This is FRESH AIR. Filmmaker Kelly Reichardt has been described in The New York Times as making feminist Westerns. In her new film "Certain Women," she looks at the intersecting lives of several Montana women played by Laura Dern, Michelle Williams, Kristen Stewart and Lily Gladstone. Our critic-at-large John Powers has this review.

JOHN POWERS, BYLINE: I once took a trip up the Amazon, and the boat went so slowly that for the first several hours all I noticed was my own boredom. But gradually, my inner clock began slowing down. And as I gave myself over to river time, I began to take in the wonders around me. I saw pink freshwater dolphins leaping out of the corner of my eye.

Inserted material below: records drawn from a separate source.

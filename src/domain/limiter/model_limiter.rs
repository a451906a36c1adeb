use std::sync::Mutex;

use crate::domain::availability::AdjustmentDelta;
use crate::domain::clock::SharedClock;
use crate::domain::config::{DAY_MS, MINUTE_MS, ModelConfig};
use crate::domain::limiter::semaphore::{FifoSemaphore, Permit};
use crate::domain::limiter::time_window::{TimeWindowCounter, WindowReservation};
use crate::domain::usage::{OverageEvent, ResourceKind, ResourceRequest, UsageReport};
use crate::domain::util::id::ModelId;

/// Window-start stamps taken at reservation time, forwarded to the
/// distributed allocator on release so global usage lands in the right
/// window keys.
#[derive(Debug, Clone, Copy, PartialEq, Eq)]
pub struct WindowStarts {
    pub minute: i64,
    pub day: i64,
}

/// Everything a successful [`ModelLimiter::try_reserve`] pinned down.
/// Destroyed by exactly one of `commit`, `refund` or `abandon`.
#[derive(Debug)]
pub struct ModelReservation {
    pub model_id: ModelId,
    pub estimated: ResourceRequest,
    rpm: Option<WindowReservation>,
    rpd: Option<WindowReservation>,
    tpm: Option<WindowReservation>,
    tpd: Option<WindowReservation>,
    concurrency_permit: Option<Permit>,
    memory_permit: Option<Permit>,
    window_starts: WindowStarts,
}

impl ModelReservation {
    pub fn window_starts(&self) -> WindowStarts {
        self.window_starts
    }
}

/// Per-model remaining capacity, one entry per configured dimension.
#[derive(Debug, Clone, Copy, Default, PartialEq, Eq, serde::Serialize)]
#[serde(rename_all = "camelCase")]
pub struct RemainingCapacity {
    pub tokens_per_minute: Option<u64>,
    pub tokens_per_day: Option<u64>,
    pub requests_per_minute: Option<u64>,
    pub requests_per_day: Option<u64>,
    pub concurrent_requests: Option<u64>,
}

/// Composes the configured time-window counters with the per-model
/// concurrency semaphore and the shared memory semaphore behind one
/// reserve/commit/refund contract.
///
/// Reservation is two-phase: all counters are taken atomically (any
/// failure unwinds the ones already taken), then the semaphores are
/// try-acquired. A semaphore that would block fails the reservation and
/// unwinds the counters.
#[derive(Debug)]
pub struct ModelLimiter {
    model_id: ModelId,
    clock: SharedClock,
    rpm: Option<TimeWindowCounter>,
    rpd: Option<TimeWindowCounter>,
    tpm: Option<TimeWindowCounter>,
    tpd: Option<TimeWindowCounter>,
    concurrency: Option<FifoSemaphore>,
    memory: Option<FifoSemaphore>,
    /// Serializes the counter phase so no concurrent reserve observes a
    /// partially unwound state.
    admission: Mutex<()>,
}

impl ModelLimiter {
    pub fn new(
        model_id: ModelId,
        config: &ModelConfig,
        clock: SharedClock,
        memory: Option<FifoSemaphore>,
    ) -> ModelLimiter {
        ModelLimiter {
            rpm: config
                .requests_per_minute
                .map(|limit| TimeWindowCounter::new(limit, MINUTE_MS, clock.clone())),
            rpd: config
                .requests_per_day
                .map(|limit| TimeWindowCounter::new(limit, DAY_MS, clock.clone())),
            tpm: config
                .tokens_per_minute
                .map(|limit| TimeWindowCounter::new(limit, MINUTE_MS, clock.clone())),
            tpd: config
                .tokens_per_day
                .map(|limit| TimeWindowCounter::new(limit, DAY_MS, clock.clone())),
            concurrency: config.max_concurrent_requests.map(FifoSemaphore::new),
            memory,
            admission: Mutex::new(()),
            model_id,
            clock,
        }
    }

    pub fn model_id(&self) -> &ModelId {
        &self.model_id
    }

    pub fn try_reserve(&self, request: &ResourceRequest) -> Option<ModelReservation> {
        let _admission = self.admission.lock().unwrap();

        // Phase 1: all configured counters, in a fixed order. Any failure
        // rolls back the ones already taken before anyone else can look.
        let mut taken: Vec<(&TimeWindowCounter, WindowReservation)> = Vec::with_capacity(4);
        let plan = [
            (&self.rpm, request.requests),
            (&self.rpd, request.requests),
            (&self.tpm, request.tokens),
            (&self.tpd, request.tokens),
        ];

        let mut stamps: [Option<WindowReservation>; 4] = [None; 4];
        for (slot, (counter, amount)) in plan.iter().enumerate() {
            if let Some(counter) = counter {
                match counter.reserve(*amount) {
                    Some(reservation) => {
                        taken.push((counter, reservation));
                        stamps[slot] = Some(reservation);
                    }
                    None => {
                        unwind(&taken);
                        return None;
                    }
                }
            }
        }
        let [rpm, rpd, tpm, tpd] = stamps;

        // Phase 2: semaphores. A would-block answer fails the whole
        // reservation.
        let concurrency_permit = match &self.concurrency {
            None => None,
            Some(semaphore) => match semaphore.try_acquire(1) {
                Some(permit) => Some(permit),
                None => {
                    unwind(&taken);
                    return None;
                }
            },
        };

        let memory_permit = match (&self.memory, request.memory_kb) {
            (Some(semaphore), kb) if kb > 0 => match semaphore.try_acquire(kb) {
                Some(permit) => Some(permit),
                None => {
                    drop(concurrency_permit);
                    unwind(&taken);
                    return None;
                }
            },
            _ => None,
        };

        let now = self.clock.now_ms();
        let window_starts = WindowStarts {
            minute: tpm
                .or(rpm)
                .map(|r| r.window_start)
                .unwrap_or_else(|| now - now.rem_euclid(MINUTE_MS)),
            day: tpd
                .or(rpd)
                .map(|r| r.window_start)
                .unwrap_or_else(|| now - now.rem_euclid(DAY_MS)),
        };

        Some(ModelReservation {
            model_id: self.model_id.clone(),
            estimated: *request,
            rpm,
            rpd,
            tpm,
            tpd,
            concurrency_permit,
            memory_permit,
            window_starts,
        })
    }

    /// Advisory, non-reserving check across all configured dimensions.
    pub fn has_capacity(&self, request: &ResourceRequest) -> bool {
        let window_ok = |counter: &Option<TimeWindowCounter>, amount: u64| match counter {
            None => true,
            Some(counter) => counter.remaining() >= amount,
        };

        // A job that requests no memory never touches the shared memory
        // semaphore, and a model without one is unconstrained; only a
        // non-zero request against a configured semaphore is checked.
        let memory_ok = request.memory_kb == 0
            || self.memory.as_ref().map_or(true, |s| {
                s.available() >= request.memory_kb as i64 && s.waiting() == 0
            });

        window_ok(&self.rpm, request.requests)
            && window_ok(&self.rpd, request.requests)
            && window_ok(&self.tpm, request.tokens)
            && window_ok(&self.tpd, request.tokens)
            && self.concurrency.as_ref().map_or(true, |s| s.available() >= 1 && s.waiting() == 0)
            && memory_ok
    }

    /// Reconciles the reservation against actual usage, releases the
    /// semaphores, and returns the per-dimension deltas plus any overage
    /// events.
    pub fn commit(
        &self,
        reservation: ModelReservation,
        usage: &UsageReport,
    ) -> (AdjustmentDelta, Vec<OverageEvent>) {
        let actual_tokens = usage.tokens.total();
        let actual_requests = usage.requests.unwrap_or(reservation.estimated.requests);

        let mut delta = AdjustmentDelta::default();
        if let (Some(counter), Some(res)) = (&self.rpm, &reservation.rpm) {
            delta.requests_per_minute = counter.commit(res, actual_requests);
        }
        if let (Some(counter), Some(res)) = (&self.rpd, &reservation.rpd) {
            delta.requests_per_day = counter.commit(res, actual_requests);
        }
        if let (Some(counter), Some(res)) = (&self.tpm, &reservation.tpm) {
            delta.tokens_per_minute = counter.commit(res, actual_tokens);
        }
        if let (Some(counter), Some(res)) = (&self.tpd, &reservation.tpd) {
            delta.tokens_per_day = counter.commit(res, actual_tokens);
        }

        let overages = self.collect_overages(&reservation, actual_tokens, actual_requests);

        // Permits drop here and release concurrency + memory.
        drop(reservation);

        (delta, overages)
    }

    /// Equivalent to a commit with zero actual usage.
    pub fn refund(&self, reservation: ModelReservation) -> AdjustmentDelta {
        let (delta, _) = self.commit(
            reservation,
            &UsageReport { tokens: Default::default(), requests: Some(0) },
        );
        delta
    }

    /// Failure path for a job that died without reporting usage: the
    /// semaphores are always released, the time-window reservations stay
    /// unless `refund_windows` is set, so an unobservable failure cannot
    /// hide overuse.
    pub fn abandon(&self, reservation: ModelReservation, refund_windows: bool) {
        if refund_windows {
            self.refund(reservation);
        } else {
            drop(reservation);
        }
    }

    fn collect_overages(
        &self,
        reservation: &ModelReservation,
        actual_tokens: u64,
        actual_requests: u64,
    ) -> Vec<OverageEvent> {
        let mut events = Vec::new();
        let mut push = |resource: ResourceKind, estimated: u64, actual: u64| {
            if actual > estimated {
                events.push(OverageEvent {
                    model_id: self.model_id.clone(),
                    resource,
                    estimated,
                    actual,
                    overage: actual - estimated,
                });
            }
        };

        if reservation.tpm.is_some() {
            push(ResourceKind::TokensPerMinute, reservation.estimated.tokens, actual_tokens);
        }
        if reservation.tpd.is_some() {
            push(ResourceKind::TokensPerDay, reservation.estimated.tokens, actual_tokens);
        }
        if reservation.rpm.is_some() {
            push(ResourceKind::RequestsPerMinute, reservation.estimated.requests, actual_requests);
        }
        if reservation.rpd.is_some() {
            push(ResourceKind::RequestsPerDay, reservation.estimated.requests, actual_requests);
        }
        events
    }

    pub fn remaining(&self) -> RemainingCapacity {
        RemainingCapacity {
            tokens_per_minute: self.tpm.as_ref().map(TimeWindowCounter::remaining),
            tokens_per_day: self.tpd.as_ref().map(TimeWindowCounter::remaining),
            requests_per_minute: self.rpm.as_ref().map(TimeWindowCounter::remaining),
            requests_per_day: self.rpd.as_ref().map(TimeWindowCounter::remaining),
            concurrent_requests: self.concurrency.as_ref().map(|s| s.available().max(0) as u64),
        }
    }

    pub fn memory_available_kb(&self) -> Option<u64> {
        self.memory.as_ref().map(|s| s.available().max(0) as u64)
    }

    pub fn close(&self) {
        if let Some(semaphore) = &self.concurrency {
            semaphore.close();
        }
    }
}

fn unwind(taken: &[(&TimeWindowCounter, WindowReservation)]) {
    for (counter, reservation) in taken {
        counter.refund(reservation);
    }
}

You might find yourself having a similar experience watching the films of Kelly Reichardt, whose almost saintly integrity has won her worldwide critical acclaim but left her largely unknown to the public. Ever since her 1994 debut "River Of Grass," this 52-year-old filmmaker has developed a stripped-down vision uniquely her own, one that asks you to give yourself over to her quiet restraint and unhurried rhythm.

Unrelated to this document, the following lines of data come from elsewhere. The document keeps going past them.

use std::collections::BTreeMap;
use std::sync::Mutex;

use serde::Serialize;

use crate::domain::config::{RatioAdjustmentConfig, ResourceEstimation};
use crate::domain::util::id::{JobTypeId, ModelId};

/// Per-type accounting inside one model's pool.
#[derive(Debug, Clone)]
struct TypeState {
    ratio: f64,
    initial_ratio: f64,
    flexible: bool,
    allocated: u64,
    in_flight: u64,
    estimated_memory_kb: u64,
    min_capacity: u64,
    max_capacity: Option<u64>,
}

#[derive(Debug)]
struct JtmState {
    pool_total_slots: u64,
    total_memory_kb: u64,
    types: BTreeMap<JobTypeId, TypeState>,
}

/// Public view of one job type's slot accounting.
#[derive(Debug, Clone, Copy, PartialEq, Serialize)]
#[serde(rename_all = "camelCase")]
pub struct JobTypeSnapshot {
    pub ratio: f64,
    pub allocated: u64,
    pub in_flight: u64,
    pub flexible: bool,
}

/// Result of one adaptive adjustment cycle.
#[derive(Debug, Clone, Copy, Default, PartialEq, Eq)]
pub struct AdjustmentOutcome {
    pub changed: bool,
    /// How many waiting jobs the caller may wake on the model.
    pub releases: usize,
}

/// Splits one model's per-instance pool into per-job-type slot quotas.
///
/// A job type is admitted only while `in_flight < allocated`; the
/// allocation follows the configured ratios, constrained by the memory
/// budget and the per-type capacity bounds. Flexible ratios drift with
/// observed load in [`JobTypeManager::adjust_ratios`]; fixed ratios never
/// move.
#[derive(Debug)]
pub struct JobTypeManager {
    model_id: ModelId,
    state: Mutex<JtmState>,
}

impl JobTypeManager {
    pub fn new(
        model_id: ModelId,
        estimations: &std::collections::HashMap<JobTypeId, ResourceEstimation>,
        initial_ratios: &std::collections::HashMap<JobTypeId, f64>,
        total_memory_kb: u64,
    ) -> JobTypeManager {
        let types = estimations
            .iter()
            .map(|(id, estimation)| {
                let ratio = initial_ratios.get(id).copied().unwrap_or(0.0);
                (
                    id.clone(),
                    TypeState {
                        ratio,
                        initial_ratio: ratio,
                        flexible: estimation.ratio.flexible,
                        allocated: 0,
                        in_flight: 0,
                        estimated_memory_kb: estimation.estimated_used_memory_kb.unwrap_or(0),
                        min_capacity: estimation.min_capacity,
                        max_capacity: estimation.max_capacity,
                    },
                )
            })
            .collect();

        let manager = JobTypeManager {
            model_id,
            state: Mutex::new(JtmState { pool_total_slots: 0, total_memory_kb, types }),
        };
        manager.with_state(recompute);
        manager
    }

    fn with_state<R>(&self, f: impl FnOnce(&mut JtmState) -> R) -> R {
        let mut state = self.state.lock().unwrap();
        f(&mut state)
    }

    /// Installs a new pool size (from the distributed allocation) and
    /// repartitions. Returns whether any allocation changed.
    pub fn set_pool_slots(&self, total_slots: u64) -> bool {
        self.with_state(|state| {
            if state.pool_total_slots == total_slots {
                return false;
            }
            state.pool_total_slots = total_slots;
            recompute(state)
        })
    }

    pub fn set_memory_budget(&self, total_memory_kb: u64) -> bool {
        self.with_state(|state| {
            if state.total_memory_kb == total_memory_kb {
                return false;
            }
            state.total_memory_kb = total_memory_kb;
            recompute(state)
        })
    }

    pub fn pool_slots(&self) -> u64 {
        self.with_state(|state| state.pool_total_slots)
    }

    /// Layer (b) of the two-layer admission check.
    pub fn can_admit(&self, job_type: &JobTypeId) -> bool {
        self.with_state(|state| match state.types.get(job_type) {
            Some(t) => t.in_flight < t.allocated,
            None => false,
        })
    }

    pub fn on_reserve(&self, job_type: &JobTypeId) {
        self.with_state(|state| {
            if let Some(t) = state.types.get_mut(job_type) {
                t.in_flight += 1;
            }
        });
    }

    pub fn on_release(&self, job_type: &JobTypeId) {
        self.with_state(|state| {
            if let Some(t) = state.types.get_mut(job_type) {
                if t.in_flight == 0 {
                    log::warn!(
                        "In-flight underflow for job type {} on model {}.",
                        job_type,
                        self.model_id
                    );
                } else {
                    t.in_flight -= 1;
                }
            }
        });
    }

    pub fn allocated(&self, job_type: &JobTypeId) -> u64 {
        self.with_state(|state| state.types.get(job_type).map(|t| t.allocated).unwrap_or(0))
    }

    pub fn in_flight(&self, job_type: &JobTypeId) -> u64 {
        self.with_state(|state| state.types.get(job_type).map(|t| t.in_flight).unwrap_or(0))
    }

    pub fn free_slots(&self, job_type: &JobTypeId) -> u64 {
        self.with_state(|state| {
            state
                .types
                .get(job_type)
                .map(|t| t.allocated.saturating_sub(t.in_flight))
                .unwrap_or(0)
        })
    }

    pub fn snapshot(&self) -> BTreeMap<JobTypeId, JobTypeSnapshot> {
        self.with_state(|state| {
            state
                .types
                .iter()
                .map(|(id, t)| {
                    (
                        id.clone(),
                        JobTypeSnapshot {
                            ratio: t.ratio,
                            allocated: t.allocated,
                            in_flight: t.in_flight,
                            flexible: t.flexible,
                        },
                    )
                })
                .collect()
        })
    }

    pub fn ratio_sum(&self) -> f64 {
        self.with_state(|state| state.types.values().map(|t| t.ratio).sum())
    }

    /// One adaptive cycle: move at most `max_adjustment` of ratio mass
    /// from under-loaded flexible types to over-loaded flexible ones.
    ///
    /// Fixed types never move; no type drops below `min_ratio` or below
    /// the ratio needed for `min_job_type_capacity` slots; the ratio sum
    /// across all types is preserved exactly.
    pub fn adjust_ratios(&self, config: &RatioAdjustmentConfig) -> AdjustmentOutcome {
        self.with_state(|state| {
            let pool_total = state.pool_total_slots;

            let load = |t: &TypeState| -> f64 {
                if t.allocated == 0 {
                    if t.in_flight > 0 { 1.0 } else { 0.0 }
                } else {
                    t.in_flight as f64 / t.allocated as f64
                }
            };

            // The ratio a donor may not fall below: the configured minimum,
            // raised so the type keeps at least min_job_type_capacity slots.
            let ratio_floor = |_t: &TypeState| -> f64 {
                let mut floor = config.min_ratio;
                if pool_total > 0 && config.min_job_type_capacity > 0 {
                    floor = floor.max(config.min_job_type_capacity as f64 / pool_total as f64);
                }
                floor
            };

            let mut donors: Vec<(JobTypeId, f64)> = Vec::new();
            let mut receivers: Vec<JobTypeId> = Vec::new();
            for (id, t) in &state.types {
                if !t.flexible {
                    continue;
                }
                let load = load(t);
                if load < config.low_load_threshold {
                    let headroom = t.ratio - ratio_floor(t);
                    if headroom > 0.0 {
                        donors.push((id.clone(), headroom));
                    }
                } else if load > config.high_load_threshold {
                    receivers.push(id.clone());
                }
            }

            // A lone flexible type can never be both donor and receiver, so
            // this also covers the single-flexible no-op.
            if donors.is_empty() || receivers.is_empty() {
                return AdjustmentOutcome::default();
            }

            let total_headroom: f64 = donors.iter().map(|(_, h)| h).sum();
            let total_take = config.max_adjustment.min(total_headroom);
            if total_take <= 0.0 {
                return AdjustmentOutcome::default();
            }

            for (id, headroom) in &donors {
                let take = total_take * headroom / total_headroom;
                state.types.get_mut(id).unwrap().ratio -= take;
            }
            let grant = total_take / receivers.len() as f64;
            for id in &receivers {
                state.types.get_mut(id).unwrap().ratio += grant;
            }

            recompute(state);
            log::debug!(
                "Adjusted job type ratios on model {}: moved {:.4} from {} type(s) to {} type(s).",
                self.model_id,
                total_take,
                donors.len(),
                receivers.len()
            );

            AdjustmentOutcome { changed: true, releases: config.releases_per_adjustment }
        })
    }
}

/// Recomputes every type's allocated slots from the pool size, the
/// memory budget and the current ratios. Returns whether anything moved.
fn recompute(state: &mut JtmState) -> bool {
    let pool_total = state.pool_total_slots;

    // Slots each type could hold on memory alone.
    let mut memory_slots: u64 = 0;
    for t in state.types.values() {
        let per_type = if t.estimated_memory_kb > 0 {
            ((state.total_memory_kb as f64 * t.ratio) / t.estimated_memory_kb as f64).floor() as u64
        } else {
            u64::MAX
        };
        memory_slots = memory_slots.saturating_add(per_type);
    }

    let constrained_total = pool_total.min(memory_slots);
    let scale_factor =
        if pool_total == 0 { 0.0 } else { constrained_total as f64 / pool_total as f64 };

    let mut changed = false;
    for t in state.types.values_mut() {
        let pool_slots_for_type = (pool_total as f64 * t.ratio).floor();
        let mut allocated = if pool_total == 0 {
            t.min_capacity
        } else {
            ((pool_slots_for_type * scale_factor).floor() as u64).max(t.min_capacity)
        };
        if let Some(max) = t.max_capacity {
            allocated = allocated.min(max);
        }
        if allocated != t.allocated {
            t.allocated = allocated;
            changed = true;
        }
    }
    changed
}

Her latest film, "Certain Women," is one of her finest. Based on short stories by Maile Meloy, it tells the loosely interlinked tales of three women in small-town Montana, where the air is chill and the skies are gray. In the first, the great Laura Dern plays a lawyer with a slippery boyfriend. She's having trouble with a blue-collar client - that's Jared Harris - who wants something more heartfelt from her than legal advice.

In the second, Michelle Williams shines as a does-everything wife with a slippery husband and a sulky daughter, who focuses her bristling energy onto getting authentic local sandstone for a new house. These rather wispy stories set us up for the third and richest one, which centers on a moving turn by newcomer Lily Gladstone. She plays a lonely Native American ranch hand who stumbles across a night class taught by a badly-dressed young lawyer, Beth Travis, superbly played by Kristen Stewart, who must drive four hours each way to teach it.

Quickly developing a crush, she takes Beth to the local diner. And these two awkward women develop a bond whose fragility will become agonizing to watch. Here, she asks Stewart's lawyer why she once mentioned she feared that she might wind up selling shoes.

(SOUNDBITE OF FILM, "CERTAIN WOMEN")

LILY GLADSTONE: (As Jamie) Why were you afraid of selling shoes?

KRISTEN STEWART: (As Elizabeth Travis) Have you ever sold shoes?

GLADSTONE: (As Jamie) I mean, why were you afraid you couldn't get anything else?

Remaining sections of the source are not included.